▸ Action item:
In the records below, the line with "pub fn log(&self)" opens the range and the line with "self.networks.borrow().len()" closes it; print that range exactly and nothing else.

(Collected data)

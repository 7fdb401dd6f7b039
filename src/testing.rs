//! In-memory host implementing every capability trait.
//!
//! Each operation is appended to a log in `tool subcommand args` form (`ip link set X up`,
//! `docker network create ...`) so tests can assert on what would have run. Failures are
//! injected by log prefix with `fail_on`.

use std::cell::{Cell, RefCell};
use std::collections::{BTreeMap, BTreeSet, HashMap, HashSet};

use crate::errors::DockhandError;
use crate::system::docker::{container_run_args, network_create_args};
use crate::system::{
    AccountManager, ContainerEngineClient, ContainerRun, LinkConfigurator, LinkState, MacvlanNetwork,
    NetworkManagerClient, PackageManager, ServiceManager, VlanConnection,
};

#[derive(Debug, Clone)]
pub struct FakeLink {
    pub state: LinkState,
    pub parent: Option<String>,
    pub addresses: Vec<String>,
}

#[derive(Debug, Default)]
pub struct FakeHost {
    links: RefCell<BTreeMap<String, FakeLink>>,
    up_after: RefCell<HashMap<String, u32>>,
    refuse_up: RefCell<HashSet<String>>,
    polls: RefCell<HashMap<String, u32>>,
    connections: RefCell<BTreeMap<String, VlanConnection>>,
    routes: RefCell<BTreeSet<(String, String)>>,
    networks: RefCell<BTreeMap<String, MacvlanNetwork>>,
    volumes: RefCell<BTreeSet<String>>,
    containers: RefCell<BTreeMap<String, ContainerRun>>,
    enabled_units: RefCell<BTreeSet<String>>,
    active_units: RefCell<BTreeSet<String>>,
    packages: RefCell<BTreeSet<String>>,
    repos: RefCell<Vec<String>>,
    groups: RefCell<BTreeSet<(String, String)>>,
    daemon_reloads: Cell<u32>,
    failures: RefCell<Vec<String>>,
    log: RefCell<Vec<String>>,
}

impl FakeHost {
    pub fn new() -> Self {
        Self::default()
    }

    pub fn add_link(&self, name: &str, state: LinkState) {
        self.links.borrow_mut().insert(
            name.to_string(),
            FakeLink {
                state,
                parent: None,
                addresses: Vec::new(),
            },
        );
    }

    pub fn add_connection(&self, conn: VlanConnection) {
        self.connections.borrow_mut().insert(conn.name.clone(), conn);
    }

    pub fn add_network(&self, net: MacvlanNetwork) {
        self.networks.borrow_mut().insert(net.name.clone(), net);
    }

    pub fn add_container(&self, name: &str) {
        self.containers.borrow_mut().insert(
            name.to_string(),
            ContainerRun {
                name: name.to_string(),
                ..ContainerRun::default()
            },
        );
    }

    /// The link reports UP on the `n`th state poll.
    pub fn up_after_polls(&self, name: &str, n: u32) {
        self.up_after.borrow_mut().insert(name.to_string(), n);
    }

    /// The link never comes up, not even with `ip link set up`.
    pub fn refuse_up(&self, name: &str) {
        self.refuse_up.borrow_mut().insert(name.to_string());
    }

    /// Fail every operation whose log line starts with `prefix`.
    pub fn fail_on(&self, prefix: &str) {
        self.failures.borrow_mut().push(prefix.to_string());
    }

    pub fn log(&self) -> Vec<String> {
        self.log.borrow().clone()
    }

    pub fn ran(&self, line: &str) -> bool {
        self.log.borrow().iter().any(|l| l == line)
    }

    pub fn count_prefix(&self, prefix: &str) -> usize {
        self.log.borrow().iter().filter(|l| l.starts_with(prefix)).count()
    }

    pub fn state_polls(&self, name: &str) -> u32 {
        self.polls.borrow().get(name).copied().unwrap_or(0)
    }

    pub fn link(&self, name: &str) -> Option<FakeLink> {
        self.links.borrow().get(name).cloned()
    }

    pub fn connection_names(&self) -> Vec<String> {
        self.connections.borrow().keys().cloned().collect()
    }

    pub fn network(&self, name: &str) -> Option<MacvlanNetwork> {
        self.networks.borrow().get(name).cloned()
    }

    pub fn network_count(&self) -> usize {
        self.networks.borrow().len()
    }

    pub fn container(&self, name: &str) -> Option<ContainerRun> {
        self.containers.borrow().get(name).cloned()
    }

    pub fn has_volume(&self, name: &str) -> bool {
        self.volumes.borrow().contains(name)
    }

    pub fn has_route(&self, destination: &str, dev: &str) -> bool {
        self.routes
            .borrow()
            .contains(&(destination.to_string(), dev.to_string()))
    }

    pub fn unit_enabled(&self, unit: &str) -> bool {
        self.enabled_units.borrow().contains(unit)
    }

    pub fn unit_active(&self, unit: &str) -> bool {
        self.active_units.borrow().contains(unit)
    }

    pub fn installed(&self, package: &str) -> bool {
        self.packages.borrow().contains(package)
    }

    pub fn repos(&self) -> Vec<String> {
        self.repos.borrow().clone()
    }

    pub fn in_group(&self, user: &str, group: &str) -> bool {
        self.groups
            .borrow()
            .contains(&(user.to_string(), group.to_string()))
    }

    pub fn daemon_reloads(&self) -> u32 {
        self.daemon_reloads.get()
    }

    fn record(&self, line: String) -> Result<(), DockhandError> {
        let failing = self
            .failures
            .borrow()
            .iter()
            .any(|p| line.starts_with(p.as_str()));
        self.log.borrow_mut().push(line.clone());
        if failing {
            Err(DockhandError::CommandFailed {
                command: line,
                code: Some(1),
                stderr: "injected failure".to_string(),
            })
        } else {
            Ok(())
        }
    }

    fn bring_up(&self, name: &str) {
        if self.refuse_up.borrow().contains(name) {
            return;
        }
        if let Some(l) = self.links.borrow_mut().get_mut(name) {
            l.state = LinkState::Up;
        }
    }
}

impl NetworkManagerClient for FakeHost {
    fn connection_exists(&self, name: &str) -> Result<bool, DockhandError> {
        Ok(self.connections.borrow().contains_key(name))
    }

    fn delete_connection(&self, name: &str) -> Result<(), DockhandError> {
        self.record(format!("nmcli connection delete {name}"))?;
        if let Some(conn) = self.connections.borrow_mut().remove(name) {
            self.links.borrow_mut().remove(&conn.interface);
        }
        Ok(())
    }

    fn add_vlan_connection(&self, conn: &VlanConnection) -> Result<(), DockhandError> {
        self.record(format!(
            "nmcli connection add type vlan con-name {} ifname {} dev {} id {}",
            conn.name, conn.interface, conn.parent, conn.vlan_id
        ))?;
        self.connections
            .borrow_mut()
            .insert(conn.name.clone(), conn.clone());
        Ok(())
    }

    fn activate_connection(&self, name: &str) -> Result<(), DockhandError> {
        self.record(format!("nmcli connection up {name}"))?;
        let conn = self
            .connections
            .borrow()
            .get(name)
            .cloned()
            .ok_or_else(|| DockhandError::Message(format!("unknown connection {name}")))?;
        let delayed = self.up_after.borrow().contains_key(&conn.interface)
            || self.refuse_up.borrow().contains(&conn.interface);
        let mut links = self.links.borrow_mut();
        let link = links.entry(conn.interface.clone()).or_insert(FakeLink {
            state: LinkState::Down,
            parent: Some(conn.parent.clone()),
            addresses: Vec::new(),
        });
        if !delayed {
            link.state = LinkState::Up;
        }
        Ok(())
    }
}

impl LinkConfigurator for FakeHost {
    fn link_exists(&self, name: &str) -> Result<bool, DockhandError> {
        Ok(self.links.borrow().contains_key(name))
    }

    fn link_state(&self, name: &str) -> Result<LinkState, DockhandError> {
        let polls = {
            let mut polls = self.polls.borrow_mut();
            let n = polls.entry(name.to_string()).or_insert(0);
            *n += 1;
            *n
        };
        let threshold = self.up_after.borrow().get(name).copied();
        if let Some(t) = threshold {
            if polls >= t {
                self.bring_up(name);
            }
        }
        Ok(self
            .links
            .borrow()
            .get(name)
            .map(|l| l.state)
            .unwrap_or(LinkState::Down))
    }

    fn set_link_up(&self, name: &str) -> Result<(), DockhandError> {
        self.record(format!("ip link set {name} up"))?;
        self.bring_up(name);
        Ok(())
    }

    fn add_macvlan(&self, name: &str, parent: &str) -> Result<(), DockhandError> {
        self.record(format!(
            "ip link add {name} link {parent} type macvlan mode bridge"
        ))?;
        if !self.links.borrow().contains_key(parent) {
            return Err(DockhandError::CommandFailed {
                command: format!("ip link add {name} link {parent}"),
                code: Some(1),
                stderr: format!("Cannot find device \"{parent}\""),
            });
        }
        self.links.borrow_mut().insert(
            name.to_string(),
            FakeLink {
                state: LinkState::Down,
                parent: Some(parent.to_string()),
                addresses: Vec::new(),
            },
        );
        Ok(())
    }

    fn delete_link(&self, name: &str) -> Result<(), DockhandError> {
        self.record(format!("ip link delete {name}"))?;
        self.links.borrow_mut().remove(name);
        self.routes.borrow_mut().retain(|(_, dev)| dev != name);
        Ok(())
    }

    fn add_address(&self, name: &str, cidr: &str) -> Result<(), DockhandError> {
        self.record(format!("ip addr add {cidr} dev {name}"))?;
        if let Some(l) = self.links.borrow_mut().get_mut(name) {
            l.addresses.push(cidr.to_string());
        }
        Ok(())
    }

    fn route_exists(&self, destination: &str, dev: &str) -> Result<bool, DockhandError> {
        Ok(self.has_route(destination, dev))
    }

    fn add_route(&self, destination: &str, dev: &str) -> Result<(), DockhandError> {
        self.record(format!("ip route add {destination} dev {dev}"))?;
        self.routes
            .borrow_mut()
            .insert((destination.to_string(), dev.to_string()));
        Ok(())
    }
}

impl ContainerEngineClient for FakeHost {
    fn network_exists(&self, name: &str) -> Result<bool, DockhandError> {
        Ok(self.networks.borrow().contains_key(name))
    }

    fn remove_network(&self, name: &str) -> Result<(), DockhandError> {
        self.record(format!("docker network rm {name}"))?;
        self.networks.borrow_mut().remove(name);
        Ok(())
    }

    fn create_network(&self, network: &MacvlanNetwork) -> Result<(), DockhandError> {
        self.record(format!("docker {}", network_create_args(network).join(" ")))?;
        if self.networks.borrow().contains_key(&network.name) {
            return Err(DockhandError::CommandFailed {
                command: format!("docker network create {}", network.name),
                code: Some(1),
                stderr: format!(
                    "Error response from daemon: network with name {} already exists",
                    network.name
                ),
            });
        }
        self.networks
            .borrow_mut()
            .insert(network.name.clone(), network.clone());
        Ok(())
    }

    fn volume_exists(&self, name: &str) -> Result<bool, DockhandError> {
        Ok(self.volumes.borrow().contains(name))
    }

    fn create_volume(&self, name: &str) -> Result<(), DockhandError> {
        self.record(format!("docker volume create {name}"))?;
        self.volumes.borrow_mut().insert(name.to_string());
        Ok(())
    }

    fn container_exists(&self, name: &str) -> Result<bool, DockhandError> {
        Ok(self.containers.borrow().contains_key(name))
    }

    fn remove_container(&self, name: &str) -> Result<(), DockhandError> {
        self.record(format!("docker rm -f {name}"))?;
        self.containers.borrow_mut().remove(name);
        Ok(())
    }

    fn run_container(&self, run: &ContainerRun) -> Result<(), DockhandError> {
        self.record(format!("docker {}", container_run_args(run).join(" ")))?;
        self.containers
            .borrow_mut()
            .insert(run.name.clone(), run.clone());
        Ok(())
    }
}

impl ServiceManager for FakeHost {
    fn daemon_reload(&self) -> Result<(), DockhandError> {
        self.record("systemctl daemon-reload".to_string())?;
        self.daemon_reloads.set(self.daemon_reloads.get() + 1);
        Ok(())
    }

    fn enable(&self, unit: &str, now: bool) -> Result<(), DockhandError> {
        let line = if now {
            format!("systemctl enable --now {unit}")
        } else {
            format!("systemctl enable {unit}")
        };
        self.record(line)?;
        self.enabled_units.borrow_mut().insert(unit.to_string());
        if now {
            self.active_units.borrow_mut().insert(unit.to_string());
        }
        Ok(())
    }

    fn is_active(&self, unit: &str) -> Result<bool, DockhandError> {
        Ok(self.unit_active(unit))
    }
}

impl PackageManager for FakeHost {
    fn add_repo(&self, url: &str) -> Result<(), DockhandError> {
        self.record(format!("dnf config-manager --add-repo {url}"))?;
        self.repos.borrow_mut().push(url.to_string());
        Ok(())
    }

    fn install(&self, packages: &[String]) -> Result<(), DockhandError> {
        self.record(format!("dnf -y install {}", packages.join(" ")))?;
        self.packages.borrow_mut().extend(packages.iter().cloned());
        Ok(())
    }

    fn remove(&self, packages: &[String]) -> Result<(), DockhandError> {
        self.record(format!("dnf -y remove {}", packages.join(" ")))?;
        let mut installed = self.packages.borrow_mut();
        for p in packages {
            installed.remove(p);
        }
        Ok(())
    }
}

impl AccountManager for FakeHost {
    fn add_to_group(&self, user: &str, group: &str) -> Result<(), DockhandError> {
        self.record(format!("usermod -aG {group} {user}"))?;
        self.groups
            .borrow_mut()
            .insert((user.to_string(), group.to_string()));
        Ok(())
    }
}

▸ Solution for this task:
    pub fn log(&self) -> Vec<String> {
        self.log.borrow().clone()
    }

    pub fn ran(&self, line: &str) -> bool {
        self.log.borrow().iter().any(|l| l == line)
    }

    pub fn count_prefix(&self, prefix: &str) -> usize {
        self.log.borrow().iter().filter(|l| l.starts_with(prefix)).count()
    }

    pub fn state_polls(&self, name: &str) -> u32 {
        self.polls.borrow().get(name).copied().unwrap_or(0)
    }

    pub fn link(&self, name: &str) -> Option<FakeLink> {
        self.links.borrow().get(name).cloned()
    }

    pub fn connection_names(&self) -> Vec<String> {
        self.connections.borrow().keys().cloned().collect()
    }

    pub fn network(&self, name: &str) -> Option<MacvlanNetwork> {
        self.networks.borrow().get(name).cloned()
    }

    pub fn network_count(&self) -> usize {
        self.networks.borrow().len()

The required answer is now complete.